What Panahi seeks to convey through this opening becomes clearer as you go deeper into the story. But before that, he grounds this vague anxiety in a terrific mystery. The source of that mystery is Rashid—or, more precisely, the question of his true identity. According to Vahid (Vahid Mobasseri), Rashid is actually Eghbal, the man who, in the Iranian prison, tortured people like Vahid — people who dared to speak against the regime. The evidence? A prosthetic leg, the sound of which Vahid has never forgotten and which continues to haunt him.


Rashid, however, defends himself by claiming that his wounds are new, that he lost his leg only recently. Though Vahid remains unconvinced, Rashid's words sow the seeds of doubt in both his and the audience's minds. Vahid binds and gags his supposed former tormentor and takes him to other victims to verify his identity. This transforms It Was Just an Accident from a straightforward drama into something that is also a road movie and, at times, even a comedy. When a car sputters to a halt early on, the moment feels like a character's comeuppance. Later, when another vehicle breaks down, Panahi offers a visual gag as people push the van down the road with childlike energy.

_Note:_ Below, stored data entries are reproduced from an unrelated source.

//! Test utilities shared across the crate.
//!
//! This module is only compiled during tests (`#[cfg(test)]`).

use std::sync::Arc;

use async_trait::async_trait;
use chrono::{TimeZone, Utc};

use crate::api::{FeedClient, FeedError, Message, MessageId};
use crate::core::scroll::DEFAULT_JUMP_THRESHOLD;

/// A no-op client for tests that don't need real API calls.
pub struct NoopClient;

#[async_trait]
impl FeedClient for NoopClient {
    async fn fetch_all(&self) -> Result<Vec<Message>, FeedError> {
        Ok(Vec::new())
    }

    async fn create(&self, text: &str) -> Result<Message, FeedError> {
        Ok(message("noop", "me", text))
    }

    async fn edit_text(&self, id: &MessageId, text: &str) -> Result<Message, FeedError> {
        Ok(message(id.as_str(), "me", text))
    }
}

/// Builds a message with a fixed timestamp.
pub fn message(id: &str, author: &str, text: &str) -> Message {
    Message {
        id: MessageId::from(id),
        author_id: author.to_string(),
        username: None,
        text: text.to_string(),
        created_at: Utc.with_ymd_and_hms(2024, 3, 1, 10, 15, 0).unwrap(),
    }
}

/// Creates a test App with a NoopClient, logged in as `me`.
pub fn test_app() -> crate::core::state::App {
    crate::core::state::App::new(
        Arc::new(NoopClient),
        Some("me".to_string()),
        DEFAULT_JUMP_THRESHOLD,
    )
}
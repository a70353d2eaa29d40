//! # Message Store
//!
//! Ordered mapping from message id to message record. Order is whatever the
//! server returned; the store never sorts. Ids are unique within the store.

use std::collections::HashMap;

use log::warn;

use crate::api::{Message, MessageId};

/// Result of [`MessageStore::upsert`].
#[derive(Debug, Clone, Copy, PartialEq, Eq)]
pub enum Upserted {
    /// Unknown id, pushed to the end.
    Appended,
    /// Known id, replaced in place.
    Updated,
}

#[derive(Debug, Default, Clone)]
pub struct MessageStore {
    messages: Vec<Message>,
    index: HashMap<MessageId, usize>,
}

impl MessageStore {
    pub fn new() -> Self {
        Self::default()
    }

    /// Full resync: drop everything and take the server's list as-is.
    ///
    /// A repeated id keeps its first occurrence.
    pub fn replace_all(&mut self, messages: Vec<Message>) {
        self.messages.clear();
        self.index.clear();
        self.messages.reserve(messages.len());

        for message in messages {
            if self.index.contains_key(&message.id) {
                warn!("Server returned duplicate message id {}, keeping first", message.id);
                continue;
            }
            self.index.insert(message.id.clone(), self.messages.len());
            self.messages.push(message);
        }
    }

    /// Append a new message or replace an existing one in place.
    pub fn upsert(&mut self, message: Message) -> Upserted {
        match self.index.get(&message.id) {
            Some(&pos) => {
                self.messages[pos] = message;
                Upserted::Updated
            }
            None => {
                self.index.insert(message.id.clone(), self.messages.len());
                self.messages.push(message);
                Upserted::Appended
            }
        }
    }

    pub fn get(&self, id: &MessageId) -> Option<&Message> {
        self.index.get(id).map(|&pos| &self.messages[pos])
    }

    pub fn as_slice(&self) -> &[Message] {
        &self.messages
    }

    pub fn iter(&self) -> std::slice::Iter<'_, Message> {
        self.messages.iter()
    }

    pub fn len(&self) -> usize {
        self.messages.len()
    }

    pub fn is_empty(&self) -> bool {
        self.messages.is_empty()
    }

    pub fn clear(&mut self) {
        self.messages.clear();
        self.index.clear();
    }
}
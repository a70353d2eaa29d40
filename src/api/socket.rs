//! Duplex channel listener.
//!
//! The server never pushes message diffs. It only tells the client to refetch
//! everything (`resend_messages`). This module owns the websocket, decodes the
//! JSON envelope of each text frame, and hands recognised events to a callback.

use std::fmt;

use futures::StreamExt;
use log::{debug, info, warn};
use tokio::net::TcpStream;
use tokio_tungstenite::{MaybeTlsStream, WebSocketStream, connect_async};
use tokio_tungstenite::tungstenite::Message as Frame;
use tokio_tungstenite::tungstenite::client::IntoClientRequest;
use tokio_tungstenite::tungstenite::http::HeaderValue;
use tokio_tungstenite::tungstenite::http::header::AUTHORIZATION;

use super::types::ServerEvent;

#[derive(Debug)]
pub enum SocketError {
    /// Bad URL or header value.
    Config(String),
    /// Connection or handshake failure.
    Handshake(String),
}

impl fmt::Display for SocketError {
    fn fmt(&self, f: &mut fmt::Formatter<'_>) -> fmt::Result {
        match self {
            SocketError::Config(msg) => write!(f, "socket config error: {msg}"),
            SocketError::Handshake(msg) => write!(f, "socket handshake failed: {msg}"),
        }
    }
}

impl std::error::Error for SocketError {}

/// Why the listener stopped.
#[derive(Debug, Clone, PartialEq, Eq)]
pub enum SocketEnd {
    /// The server closed the connection (or the stream ended).
    Closed,
    /// A read error tore the connection down.
    Failed(String),
    /// The callback asked to stop (receiver gone).
    Stopped,
}

/// An open, authenticated duplex channel.
pub type SocketStream = WebSocketStream<MaybeTlsStream<TcpStream>>;

/// Open the channel, sending the bearer token in the handshake.
pub async fn connect(url: &str, token: &str) -> Result<SocketStream, SocketError> {
    let mut request = url
        .into_client_request()
        .map_err(|e| SocketError::Config(e.to_string()))?;
    let auth = HeaderValue::from_str(&format!("Bearer {token}"))
        .map_err(|e| SocketError::Config(e.to_string()))?;
    request.headers_mut().insert(AUTHORIZATION, auth);

    let (stream, _response) = connect_async(request)
        .await
        .map_err(|e| SocketError::Handshake(e.to_string()))?;
    info!("Socket connected: {}", url);
    Ok(stream)
}

/// Read frames until the connection ends, feeding recognised events to `on_event`.
///
/// `on_event` returns `false` to stop listening. Unknown events and malformed
/// frames are logged and skipped.
pub async fn pump<F>(stream: &mut SocketStream, mut on_event: F) -> SocketEnd
where
    F: FnMut(ServerEvent) -> bool + Send,
{
    while let Some(frame) = stream.next().await {
        let frame = match frame {
            Ok(frame) => frame,
            Err(e) => {
                warn!("Socket read error: {}", e);
                return SocketEnd::Failed(e.to_string());
            }
        };

        match frame {
            Frame::Text(text) => match ServerEvent::parse(text.as_str()) {
                Ok(ServerEvent::Other(name)) => {
                    debug!("Ignoring server event: {}", name);
                }
                Ok(event) => {
                    debug!("Server event: {:?}", event);
                    if !on_event(event) {
                        info!("Socket listener stopped by receiver");
                        return SocketEnd::Stopped;
                    }
                }
                Err(e) => warn!("Malformed socket frame ({}): {}", e, text.as_str()),
            },
            Frame::Close(reason) => {
                info!("Socket closed by server: {:?}", reason);
                return SocketEnd::Closed;
            }
            // Pings are answered by tungstenite; binary frames carry nothing we use.
            _ => {}
        }
    }

    info!("Socket stream ended");
    SocketEnd::Closed
}

/// [`connect`] then [`pump`] until the connection ends.
pub async fn listen<F>(url: &str, token: &str, on_event: F) -> Result<SocketEnd, SocketError>
where
    F: FnMut(ServerEvent) -> bool + Send,
{
    let mut stream = connect(url, token).await?;
    Ok(pump(&mut stream, on_event).await)
}
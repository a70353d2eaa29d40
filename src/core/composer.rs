//! # Composer
//!
//! The pending message text plus the edit target it belongs to.
//!
//! With no edit target the buffer becomes a new message; with one it replaces
//! that message's text. A buffer that is empty or whitespace-only can't be
//! sent. The blank check is re-run after every edit so the send affordance
//! always reflects the current buffer.

use std::fmt;
use std::ops::Range;

use crate::api::MessageId;

/// What a valid buffer turns into.
#[derive(Debug, Clone, PartialEq, Eq)]
pub enum Submission {
    Create { text: String },
    Edit { id: MessageId, text: String },
}

impl Submission {
    pub fn text(&self) -> &str {
        match self {
            Submission::Create { text } | Submission::Edit { text, .. } => text,
        }
    }
}

#[derive(Debug, Clone, Copy, PartialEq, Eq)]
pub enum ComposeError {
    /// Buffer is empty or only whitespace.
    Blank,
}

impl fmt::Display for ComposeError {
    fn fmt(&self, f: &mut fmt::Formatter<'_>) -> fmt::Result {
        match self {
            ComposeError::Blank => write!(f, "message is empty"),
        }
    }
}

impl std::error::Error for ComposeError {}

/// `^\s*$` with the ECMAScript `\s` set: Unicode white space plus the BOM,
/// minus NEL (U+0085).
pub fn is_blank(text: &str) -> bool {
    text.chars().all(is_space)
}

fn is_space(c: char) -> bool {
    match c {
        '\u{FEFF}' => true,
        '\u{85}' => false,
        _ => c.is_whitespace(),
    }
}

#[derive(Debug, Clone)]
pub struct Composer {
    buffer: String,
    edit_target: Option<MessageId>,
    blank: bool,
}

impl Default for Composer {
    fn default() -> Self {
        Self::new()
    }
}

impl Composer {
    pub fn new() -> Self {
        Self {
            buffer: String::new(),
            edit_target: None,
            blank: true,
        }
    }

    pub fn buffer(&self) -> &str {
        &self.buffer
    }

    pub fn edit_target(&self) -> Option<&MessageId> {
        self.edit_target.as_ref()
    }

    pub fn is_editing(&self) -> bool {
        self.edit_target.is_some()
    }

    pub fn is_blank(&self) -> bool {
        self.blank
    }

    /// Whether the send affordance is enabled.
    pub fn can_send(&self) -> bool {
        !self.buffer.is_empty() && !self.blank
    }

    /// Insert `text` at byte offset `pos` (must be a char boundary).
    pub fn insert(&mut self, pos: usize, text: &str) {
        self.buffer.insert_str(pos, text);
        self.refresh();
    }

    /// Remove a byte range (must lie on char boundaries).
    pub fn remove(&mut self, range: Range<usize>) {
        self.buffer.drain(range);
        self.refresh();
    }

    /// Replace the whole buffer, keeping the edit target.
    pub fn set_text(&mut self, text: impl Into<String>) {
        self.buffer = text.into();
        self.refresh();
    }

    /// Turn the buffer into a request, or reject it if blank.
    pub fn submission(&self) -> Result<Submission, ComposeError> {
        if self.blank {
            return Err(ComposeError::Blank);
        }
        let text = self.buffer.clone();
        Ok(match &self.edit_target {
            Some(id) => Submission::Edit {
                id: id.clone(),
                text,
            },
            None => Submission::Create { text },
        })
    }

    /// The server accepted the submission: clear buffer and edit target.
    pub fn submitted(&mut self) {
        self.buffer.clear();
        self.edit_target = None;
        self.refresh();
    }

    /// Load an existing message into the buffer for in-place editing.
    pub fn begin_edit(&mut self, id: MessageId, text: &str) {
        self.edit_target = Some(id);
        self.set_text(text);
    }

    /// Abandon the edit and clear the buffer.
    pub fn cancel_edit(&mut self) {
        self.edit_target = None;
        self.buffer.clear();
        self.refresh();
    }

    fn refresh(&mut self) {
        self.blank = is_blank(&self.buffer);
    }
}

The reactions of the former political prisoners whom Vahid visits are particularly telling. For a moment, forget whether Rashid is truly Eghbal or an innocent man falsely accused of a crime. Notice how the mere mention of Eghbal's name causes people to faint, recoil in fear, or turn angry. This is Panahi's way of illustrating the emotional scars that prisoners carry long after their release—wounds that seem destined to endure indefinitely.

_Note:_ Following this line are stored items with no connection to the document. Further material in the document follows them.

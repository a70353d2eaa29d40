//! # InputBox Component
//!
//! The composer's on-screen form: draws the pending text and turns key events
//! into composer edits.
//!
//! ## Responsibilities
//!
//! - Capture text input (typing, paste, Shift+Enter line breaks, Tab)
//! - Handle editing (backspace, delete, cursor movement)
//! - Emit `Submit` on Enter when the send affordance is enabled
//! - Show whether a new message or an edit is being composed
//!
//! ## State Management
//!
//! The text and edit target live in the core `Composer`. This module only owns
//! presentation state (`InputBoxState`: cursor position and internal scroll).
//! `InputBox` borrows the composer immutably for rendering; `InputEditor`
//! borrows it mutably to apply edits.

mod cursor;
mod text_wrap;

use ratatui::Frame;
use ratatui::layout::Rect;
use ratatui::style::{Color, Modifier, Style};
use ratatui::text::Line;
use ratatui::widgets::{Block, Paragraph};

use crate::core::composer::Composer;
use crate::tui::component::{Component, EventHandler};
use crate::tui::event::TuiEvent;

use cursor::CursorState;
use text_wrap::{
    MAX_VISIBLE_LINES, VERTICAL_OVERHEAD, display_text, inner_width, next_char_boundary,
    normalize_newlines, prev_char_boundary, wrap_line_count, wrap_options,
};

/// Line break inserted by Shift+Enter.
pub const LINE_BREAK: &str = "\r\n";

/// High-level events emitted by the input editor
#[derive(Debug, Clone, PartialEq, Eq)]
pub enum InputEvent {
    /// Enter pressed with a sendable buffer
    Submit,
    /// Escape: leave the input box for browse mode
    Blur,
    /// Text or cursor changed
    ContentChanged,
}

/// Persistent presentation state for the input box.
pub struct InputBoxState {
    cursor: CursorState,
}

impl Default for InputBoxState {
    fn default() -> Self {
        Self::new()
    }
}

impl InputBoxState {
    pub fn new() -> Self {
        Self {
            cursor: CursorState::new(),
        }
    }

    /// Put the cursor after the last character (used when an edit is loaded).
    pub fn move_to_end(&mut self, composer: &Composer) {
        self.cursor.pos = composer.buffer().len();
    }

    pub fn cursor_pos(&self) -> usize {
        self.cursor.pos
    }
}

/// Calculate required height for the buffer, clamped to viewport limits.
/// Returns value in range [1 + VERTICAL_OVERHEAD, MAX_VISIBLE_LINES + VERTICAL_OVERHEAD].
pub fn calculate_height(buffer: &str, content_width: u16) -> u16 {
    let width = inner_width(content_width);
    let content_lines = wrap_line_count(&display_text(buffer), width);
    content_lines.min(MAX_VISIBLE_LINES) + VERTICAL_OVERHEAD
}

/// Transient renderer for the composer.
pub struct InputBox<'a> {
    pub composer: &'a Composer,
    pub state: &'a mut InputBoxState,
    /// Dimmed while browsing messages
    pub dimmed: bool,
    /// A create/edit request is in flight
    pub submitting: bool,
}

impl<'a> InputBox<'a> {
    pub fn new(composer: &'a Composer, state: &'a mut InputBoxState) -> Self {
        Self {
            composer,
            state,
            dimmed: false,
            submitting: false,
        }
    }

    fn title(&self) -> &'static str {
        if self.composer.is_editing() {
            "Editing message (Ctrl+X to cancel)"
        } else {
            "New message"
        }
    }

    fn send_label(&self) -> Line<'static> {
        if self.submitting {
            Line::styled(" Sending... ", Style::default().fg(Color::Yellow))
        } else if self.composer.can_send() {
            Line::styled(
                " Send ⏎ ",
                Style::default()
                    .fg(Color::Green)
                    .add_modifier(Modifier::BOLD),
            )
        } else {
            Line::styled(" Send ⏎ ", Style::default().fg(Color::DarkGray))
        }
    }

    /// Visible slice of the wrapped display text.
    fn visible_text(&self, content_width: u16) -> String {
        let shown = display_text(self.composer.buffer());
        if self.state.cursor.scroll_offset == 0 {
            return shown;
        }

        let width = inner_width(content_width);
        if width == 0 {
            return String::new();
        }

        let lines = textwrap::wrap(&shown, wrap_options(width));
        let start = (self.state.cursor.scroll_offset as usize).min(lines.len());
        let end = (start + MAX_VISIBLE_LINES as usize).min(lines.len());

        lines[start..end].join("\n")
    }

    /// Render scrollbar when content exceeds visible area
    fn render_scrollbar(&self, frame: &mut Frame, area: Rect) {
        use ratatui::widgets::{Scrollbar, ScrollbarOrientation, ScrollbarState};

        let width = inner_width(area.width);
        let total_lines = wrap_line_count(&display_text(self.composer.buffer()), width);

        if total_lines <= MAX_VISIBLE_LINES {
            return;
        }

        // ScrollbarState content_length is max scrollable position, not total items
        let max_scroll = total_lines.saturating_sub(MAX_VISIBLE_LINES);

        let mut scrollbar_state = ScrollbarState::default()
            .content_length(max_scroll as usize)
            .position(self.state.cursor.scroll_offset as usize);

        let scrollbar_area = Rect {
            x: area.x + area.width.saturating_sub(1),
            y: area.y + 1,
            width: 1,
            height: area.height.saturating_sub(2),
        };

        frame.render_stateful_widget(
            Scrollbar::new(ScrollbarOrientation::VerticalRight),
            scrollbar_area,
            &mut scrollbar_state,
        );
    }
}

impl<'a> Component for InputBox<'a> {
    fn render(&mut self, frame: &mut Frame, area: Rect) {
        let buffer = self.composer.buffer();
        self.state.cursor.clamp(buffer);
        self.state.cursor.last_content_width = area.width;
        self.state.cursor.update_scroll_offset(buffer, area.width);

        let text_style = if self.dimmed {
            Style::default().fg(Color::DarkGray)
        } else {
            Style::default().fg(Color::Green)
        };

        let block = Block::bordered()
            .border_type(ratatui::widgets::BorderType::Rounded)
            .title(self.title())
            .title_top(self.send_label().right_aligned());

        let input = Paragraph::new(self.visible_text(area.width))
            .block(block)
            .style(text_style);

        frame.render_widget(input, area);
        self.render_scrollbar(frame, area);

        if !self.dimmed {
            let (cursor_x, cursor_y) = self.state.cursor.screen_pos(buffer, area);
            frame.set_cursor_position((cursor_x, cursor_y));
        }
    }
}

/// Applies key events to the composer.
pub struct InputEditor<'a> {
    pub composer: &'a mut Composer,
    pub state: &'a mut InputBoxState,
}

impl<'a> InputEditor<'a> {
    pub fn new(composer: &'a mut Composer, state: &'a mut InputBoxState) -> Self {
        Self { composer, state }
    }

    fn insert(&mut self, text: &str) -> Option<InputEvent> {
        let pos = self.state.cursor.pos;
        self.composer.insert(pos, text);
        self.state.cursor.pos = pos + text.len();
        Some(InputEvent::ContentChanged)
    }

    /// Shift+Enter and Tab always add to the end of the buffer, wherever the cursor is.
    fn append(&mut self, text: &str) -> Option<InputEvent> {
        let end = self.composer.buffer().len();
        self.composer.insert(end, text);
        self.state.cursor.pos = end + text.len();
        Some(InputEvent::ContentChanged)
    }
}

impl<'a> EventHandler for InputEditor<'a> {
    type Event = InputEvent;

    fn handle_event(&mut self, event: &TuiEvent) -> Option<Self::Event> {
        self.state.cursor.clamp(self.composer.buffer());
        let pos = self.state.cursor.pos;
        let buffer = self.composer.buffer();

        match event {
            TuiEvent::InputChar(c) => {
                let mut encoded = [0u8; 4];
                self.insert(c.encode_utf8(&mut encoded))
            }
            TuiEvent::Paste(text) => self.insert(&normalize_newlines(text)),
            TuiEvent::NewLine => self.append(LINE_BREAK),
            TuiEvent::Tab => self.append("\t"),
            TuiEvent::Backspace => {
                if pos == 0 {
                    return None;
                }
                let prev = prev_char_boundary(buffer, pos);
                self.composer.remove(prev..pos);
                self.state.cursor.pos = prev;
                Some(InputEvent::ContentChanged)
            }
            TuiEvent::Delete => {
                if pos >= buffer.len() {
                    return None;
                }
                let next = next_char_boundary(buffer, pos);
                self.composer.remove(pos..next);
                Some(InputEvent::ContentChanged)
            }
            TuiEvent::CursorLeft => (pos > 0).then(|| {
                self.state.cursor.pos = prev_char_boundary(buffer, pos);
                InputEvent::ContentChanged
            }),
            TuiEvent::CursorRight => (pos < buffer.len()).then(|| {
                self.state.cursor.pos = next_char_boundary(buffer, pos);
                InputEvent::ContentChanged
            }),
            TuiEvent::CursorHome => {
                let line_start = buffer[..pos].rfind('\n').map(|i| i + 1).unwrap_or(0);
                (pos != line_start).then(|| {
                    self.state.cursor.pos = line_start;
                    InputEvent::ContentChanged
                })
            }
            TuiEvent::CursorEnd => {
                let line_end = buffer[pos..]
                    .find(['\r', '\n'])
                    .map(|i| pos + i)
                    .unwrap_or(buffer.len());
                (pos != line_end).then(|| {
                    self.state.cursor.pos = line_end;
                    InputEvent::ContentChanged
                })
            }
            TuiEvent::CursorUp => {
                let width = self.state.cursor.last_content_width;
                self.state
                    .cursor
                    .move_vertically(buffer, -1, width)
                    .then_some(InputEvent::ContentChanged)
            }
            TuiEvent::CursorDown => {
                let width = self.state.cursor.last_content_width;
                self.state
                    .cursor
                    .move_vertically(buffer, 1, width)
                    .then_some(InputEvent::ContentChanged)
            }
            TuiEvent::Submit => self.composer.can_send().then_some(InputEvent::Submit),
            TuiEvent::Escape => Some(InputEvent::Blur),
            _ => None,
        }
    }
}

As the characters struggle to decide Rashid's fate, Panahi offers glimpses of everyday Iranian life, revealing its own small, grim realities. Two security guards, for instance, demand a bribe, and a hospital receptionist refuses to admit a pregnant woman without proof of identity. Yet Iran is not portrayed as uniformly bleak. A doctor immediately takes in the pregnant woman, and the so-called "kidnappers" show kindness toward Rashid's family by helping his wife and child. Panahi presents a portrait of a country in which ordinary citizens are coerced, manipulated, and compelled to serve the regime.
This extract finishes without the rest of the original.